Daly grew fascinated with the figure of Lot’s wife — all the more so because she is never granted the dignity of an actual name. He also drew on her connection to Sodom, its name now the source of an anti-gay slur despite - in Daly’s reading - limited mention of homosexuality amongst the city’s supposed sins (theological debate is ongoing on the question). The installation re-centers Lot’s Wife as a standing relic containing the historical trauma of the Sodomites, with Daly drawing a line from Sodom to present day queer liberation.
“The idea that she becomes salt, which is something that preserves, something that holds memory – she turns around, sees a community she loves being destroyed, and protects that memory,” Daly said.
Lot’s Wife guides a single audience member through a series of shrines placed along a circular path lined by blue-velvet curtains. Daly’s text explains the significance of each object – a decanter filled with water from San Francisco Bay, a crumpled bar napkin from Stonewall Inn — and suggests a modest ritual tied to each shrine.
“I can’t get an actual piece of Lot’s Wife, if she even existed,” said Daly. “But I can get a piece of our history in San Francisco, I can get a piece of our history at Stonewall – physical objects which carry a lot of weight and memory with them.”
Each audience member is guided towards setting down some trauma or painful memory for Lot’s Wife to watch over – not forgetting that pain, but leaving its weight here amid the salt so they might, as the text reads, “Preserve and persevere.”
“You needed to go through that thing to become who you are,” said Daly. “But you don’t need to always think about it.”
Daly spent years as a freelance scenic designer before the pandemic shutdown, taking on as many projects as he could to pay rent. In 2019, he designed 27 shows. It was “exciting and fun,” but left little room for days off – let alone time to craft projects like Lot’s Wife.
He then moved into teaching, steady work that has allowed him the time and space to consider projects that “don’t fit in the mold of what we’re told theater is.” This year he formed his own company, Other Forms Of Theatre (OFO for short) to collect these unconventional works under a single umbrella.
Another of Daly’s atypical creations is Pocket Change, a toy theater piece that can be performed anywhere using quarters, dimes, nickels and pennies. A small cardboard theater (dubbed “Lin-coin Cent-er”) is mailed to ticket buyers, accompanied by a booklet of short plays with accompanying backdrops.
“Many people, as they progress in their theater career, want to make bigger and bigger things; I just want to keep going smaller,” Daly said with a laugh.
Easily constructed at home, Pocket Change again puts the experience entirely into an audience member’s hands. There are 11 plays. A favorite of mine is John Michael Diresta’s Portland, in which a struggling filmmaker’s “Quarter” and “Nickel” commiserate on the failed promise of Portland’s artistic scene.

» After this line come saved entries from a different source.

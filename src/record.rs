use std::collections::BTreeMap;

use serde_json::{Map, Value};

/// Keys owned by the structured part of a record. Everything else in a stored
/// document body belongs to the open extension fields.
const CORE_KEYS: &[&str] = &[
    "_id",
    "type",
    "slug",
    "title",
    "lang",
    "timestamp",
    "translations",
    "document_id",
    "document_link",
    "document_title",
];

/// Where a record came from. Never copied into translations.
#[derive(Debug, Clone, Default, PartialEq)]
pub struct Provenance {
    pub document_id: String,
    pub document_link: String,
    pub document_title: String,
    pub timestamp: i64,
}

/// One language's overrides for a canonical record: a partial record kept as
/// an open map. `fresh` mirrors the owning record's marker and is stripped
/// once cross-reference patching has visited the translation.
#[derive(Debug, Clone, Default)]
pub struct Translation {
    pub fields: Map<String, Value>,
    pub fresh: bool,
}

impl Translation {
    pub fn title(&self) -> Option<&str> {
        self.fields.get("title").and_then(Value::as_str)
    }
}

/// The canonical unit of content: a fixed-schema core plus an open extension
/// map for type-specific fields (plural lists, markdown text, relationship
/// fields).
#[derive(Debug, Clone)]
pub struct Record {
    pub kind: String,
    pub slug: String,
    pub title: String,
    pub lang: Option<String>,
    pub rev: Option<String>,
    pub translations: BTreeMap<String, Translation>,
    pub provenance: Provenance,
    pub fields: Map<String, Value>,
    /// Transient marker for records extracted this run; stripped after
    /// cross-reference patching.
    pub fresh: bool,
}

impl Record {
    pub fn id(&self) -> String {
        format!("{}:{}", self.kind, self.slug)
    }

    /// Serialize to the stored document body. The fresh marker never leaves
    /// the process.
    pub fn to_doc(&self) -> Value {
        let mut m = Map::new();
        for (k, v) in &self.fields {
            m.insert(k.clone(), v.clone());
        }
        m.insert("type".to_string(), Value::String(self.kind.clone()));
        m.insert("slug".to_string(), Value::String(self.slug.clone()));
        m.insert("title".to_string(), Value::String(self.title.clone()));
        if let Some(lang) = &self.lang {
            m.insert("lang".to_string(), Value::String(lang.clone()));
        }
        m.insert("timestamp".to_string(), Value::from(self.provenance.timestamp));
        m.insert("document_id".to_string(), Value::String(self.provenance.document_id.clone()));
        m.insert("document_link".to_string(), Value::String(self.provenance.document_link.clone()));
        m.insert("document_title".to_string(), Value::String(self.provenance.document_title.clone()));
        let translations: Map<String, Value> = self
            .translations
            .iter()
            .map(|(lang, tr)| (lang.clone(), Value::Object(tr.fields.clone())))
            .collect();
        m.insert("translations".to_string(), Value::Object(translations));
        Value::Object(m)
    }

    /// Rebuild a record from a stored document body. Bodies without the core
    /// type/slug/title triple are not content records.
    pub fn from_doc(body: &Value, rev: Option<String>) -> Option<Record> {
        let obj = body.as_object()?;
        let kind = obj.get("type")?.as_str()?.to_string();
        let slug = obj.get("slug")?.as_str()?.to_string();
        let title = obj.get("title")?.as_str()?.to_string();
        let lang = obj.get("lang").and_then(Value::as_str).map(str::to_string);
        let translations = obj
            .get("translations")
            .and_then(Value::as_object)
            .map(|m| {
                m.iter()
                    .filter_map(|(lang, v)| {
                        v.as_object().map(|fields| {
                            (lang.clone(), Translation { fields: fields.clone(), fresh: false })
                        })
                    })
                    .collect()
            })
            .unwrap_or_default();
        let provenance = Provenance {
            document_id: obj.get("document_id").and_then(Value::as_str).unwrap_or("").to_string(),
            document_link: obj.get("document_link").and_then(Value::as_str).unwrap_or("").to_string(),
            document_title: obj.get("document_title").and_then(Value::as_str).unwrap_or("").to_string(),
            timestamp: obj.get("timestamp").and_then(Value::as_i64).unwrap_or(0),
        };
        let fields = obj
            .iter()
            .filter(|(k, _)| !CORE_KEYS.contains(&k.as_str()))
            .map(|(k, v)| (k.clone(), v.clone()))
            .collect();
        Some(Record {
            kind,
            slug,
            title,
            lang,
            rev,
            translations,
            provenance,
            fields,
            fresh: false,
        })
    }
}

// ── Value tree walks ──

/// Depth-first visit of every string leaf in a value tree.
pub fn visit_strings<'a>(v: &'a Value, f: &mut impl FnMut(&'a str)) {
    match v {
        Value::String(s) => f(s),
        Value::Array(items) => {
            for item in items {
                visit_strings(item, f);
            }
        }
        Value::Object(map) => {
            for item in map.values() {
                visit_strings(item, f);
            }
        }
        _ => {}
    }
}

/// Rebuild a value tree with every string leaf passed through `f`. Non-string,
/// non-container values are untouched.
pub fn map_strings(v: &Value, f: &mut impl FnMut(&str) -> String) -> Value {
    match v {
        Value::String(s) => Value::String(f(s)),
        Value::Array(items) => Value::Array(items.iter().map(|i| map_strings(i, f)).collect()),
        Value::Object(map) => {
            Value::Object(map.iter().map(|(k, i)| (k.clone(), map_strings(i, f))).collect())
        }
        other => other.clone(),
    }
}

/// Recursive map merge: dictionary values merge key by key, everything else
/// overwrites.
pub fn deep_merge(dest: &mut Map<String, Value>, src: &Map<String, Value>) {
    for (k, v) in src {
        let both_maps =
            matches!((dest.get(k), v), (Some(Value::Object(_)), Value::Object(_)));
        if both_maps {
            if let (Some(Value::Object(d)), Value::Object(s)) = (dest.get_mut(k), v) {
                deep_merge(d, s);
            }
        } else {
            dest.insert(k.clone(), v.clone());
        }
    }
}

// ── Tests ──

#[cfg(test)]
mod tests {
    use super::*;
    use serde_json::json;

    fn sample() -> Record {
        Record {
            kind: "tactic".to_string(),
            slug: "boycott".to_string(),
            title: "Boycott".to_string(),
            lang: Some("en".to_string()),
            rev: Some("3".to_string()),
            translations: BTreeMap::from([(
                "es".to_string(),
                Translation {
                    fields: Map::from_iter([("title".to_string(), json!("Boicot"))]),
                    fresh: true,
                },
            )]),
            provenance: Provenance {
                document_id: "doc-1".to_string(),
                document_link: "https://example.org/doc-1".to_string(),
                document_title: "Boycott DONE".to_string(),
                timestamp: 1_460_419_200_000,
            },
            fields: Map::from_iter([("what".to_string(), json!("Withdraw support"))]),
            fresh: true,
        }
    }

    #[test]
    fn doc_roundtrip_keeps_shape() {
        let record = sample();
        let doc = record.to_doc();
        assert_eq!(doc["_id"], Value::Null);
        assert_eq!(doc["type"], "tactic");
        assert_eq!(doc["translations"]["es"]["title"], "Boicot");

        let back = Record::from_doc(&doc, Some("3".to_string())).unwrap();
        assert_eq!(back.id(), "tactic:boycott");
        assert_eq!(back.title, record.title);
        assert_eq!(back.fields, record.fields);
        assert_eq!(back.provenance, record.provenance);
        assert!(!back.fresh);
        assert!(!back.translations["es"].fresh);
    }

    #[test]
    fn from_doc_rejects_non_content() {
        assert!(Record::from_doc(&json!({"type": "config", "slug": "api"}), None).is_none());
        assert!(Record::from_doc(&json!("not an object"), None).is_none());
    }

    #[test]
    fn visit_reaches_nested_strings() {
        let v = json!({"a": ["x", {"b": "y"}], "c": 3, "d": "z"});
        let mut seen = Vec::new();
        visit_strings(&v, &mut |s| seen.push(s.to_string()));
        seen.sort();
        assert_eq!(seen, vec!["x", "y", "z"]);
    }

    #[test]
    fn map_strings_leaves_non_strings_alone() {
        let v = json!({"a": ["x", 1], "b": true});
        let mapped = map_strings(&v, &mut |s| s.to_uppercase());
        assert_eq!(mapped, json!({"a": ["X", 1], "b": true}));
    }

    #[test]
    fn deep_merge_preserves_missing_subkeys() {
        let mut dest = json!({"contact": {"email": "a@b.org", "phone": "1"}, "x": 1})
            .as_object()
            .unwrap()
            .clone();
        let src = json!({"contact": {"email": "c@d.org"}, "y": 2}).as_object().unwrap().clone();
        deep_merge(&mut dest, &src);
        assert_eq!(dest["contact"]["email"], "c@d.org");
        assert_eq!(dest["contact"]["phone"], "1");
        assert_eq!(dest["y"], 2);
    }
}
//! Relationship resolution. Forward fields hold hand-typed titles and are
//! rewritten to slugs; backward groups then complete the link from the other
//! side so related content points both ways even when authored one way.

use std::collections::HashMap;

use serde_json::Value;
use tracing::warn;

use crate::config::Config;
use crate::matcher::ContentMatcher;
use crate::record::Record;
use crate::text;

pub fn resolve_relationships(records: &mut Vec<Record>, config: &Config) {
    resolve_forward(records, config);
    propagate_backward(records, config);
}

fn resolve_forward(records: &mut Vec<Record>, config: &Config) {
    // Candidate pools are snapshotted per declared type before any field is
    // rewritten; titles and slugs never change during this pass.
    let mut pools: HashMap<&str, (ContentMatcher, Vec<String>)> = HashMap::new();
    for (_, ty) in &config.forward {
        pools.entry(ty.as_str()).or_insert_with(|| {
            let (titles, slugs) = records
                .iter()
                .filter(|r| ty == "any" || r.kind == *ty)
                .map(|r| (r.title.clone(), r.slug.clone()))
                .unzip();
            (
                ContentMatcher::new(titles, &config.renamed, config.rename_threshold),
                slugs,
            )
        });
    }

    for (field, ty) in &config.forward {
        let (matcher, slugs) = &pools[ty.as_str()];
        for record in records.iter_mut() {
            let Some(value) = record.fields.get(field).cloned() else { continue };
            match value {
                Value::Array(items) => {
                    let mut resolved = Vec::new();
                    for title in items.iter().filter_map(Value::as_str) {
                        match matcher.find(title, config.match_threshold) {
                            Some(i) => resolved.push(slugs[i].clone()),
                            None => warn!(
                                "relation: {} has no {} match for {:?} in {:?}",
                                record.id(),
                                ty,
                                title,
                                field
                            ),
                        }
                    }
                    let resolved = text::sorted_slug_set(resolved);
                    if resolved.is_empty() {
                        record.fields.remove(field);
                    } else {
                        record.fields.insert(
                            field.clone(),
                            Value::Array(resolved.into_iter().map(Value::String).collect()),
                        );
                    }
                }
                Value::String(title) => match matcher.find(&title, config.match_threshold) {
                    Some(i) => {
                        record.fields.insert(field.clone(), Value::String(slugs[i].clone()));
                    }
                    None => {
                        warn!(
                            "relation: {} has no {} match for {:?} in {:?}",
                            record.id(),
                            ty,
                            title,
                            field
                        );
                        record.fields.remove(field);
                    }
                },
                _ => {}
            }
        }
    }
}

fn propagate_backward(records: &mut [Record], config: &Config) {
    let mut index: HashMap<(String, String), usize> = HashMap::new();
    for (i, record) in records.iter().enumerate() {
        index.insert((record.kind.clone(), record.slug.clone()), i);
    }

    // Collect every (target, back-field, slug) first; applying while walking
    // would mean mutating records other than the one being visited.
    let mut pushes: Vec<(usize, String, String)> = Vec::new();
    for group in &config.backward {
        let back_field_for_type: HashMap<&str, &str> =
            group.iter().map(|(field, ty)| (ty.as_str(), field.as_str())).collect();
        for record in records.iter() {
            let Some(back_field) = back_field_for_type.get(record.kind.as_str()) else {
                continue;
            };
            for (field, ty) in group {
                let Some(value) = record.fields.get(field) else { continue };
                for slug in slug_list(value) {
                    if let Some(&target) = index.get(&(ty.clone(), slug.to_string())) {
                        pushes.push((target, back_field.to_string(), record.slug.clone()));
                    }
                }
            }
        }
    }

    for (target, field, slug) in pushes {
        let updated = match records[target].fields.get(&field) {
            None => vec![slug],
            Some(Value::String(existing)) => {
                text::sorted_slug_set([existing.clone(), slug])
            }
            Some(Value::Array(items)) => {
                let mut all: Vec<String> =
                    items.iter().filter_map(Value::as_str).map(str::to_string).collect();
                all.push(slug);
                text::sorted_slug_set(all)
            }
            Some(_) => continue,
        };
        records[target].fields.insert(
            field,
            Value::Array(updated.into_iter().map(Value::String).collect()),
        );
    }
}

fn slug_list(value: &Value) -> Vec<&str> {
    match value {
        Value::String(s) => vec![s.as_str()],
        Value::Array(items) => items.iter().filter_map(Value::as_str).collect(),
        _ => Vec::new(),
    }
}

// ── Tests ──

Daly was not there to watch me play out this scene. Nor can he observe audience members as they experience Arborlogues or Lot’s Wife. As he has chosen to imbue that pillar of salt outside Sodom with a meaning that resonates for him, so an individual passing through Daly’s works can grant them as much or as little power as feels truthful to them.
At the halfway point of Lot’s Wife, Daly has placed an empty plinth. The text gently requests, “Mentally place the name of someone who has supported you through times of pain; times of growth; times of happiness; times of bliss.”
Walking in, I would not have predicted the name that came to mind. But Daly’s work had nudged my brain, ever so slightly, towards a broader frame of understanding.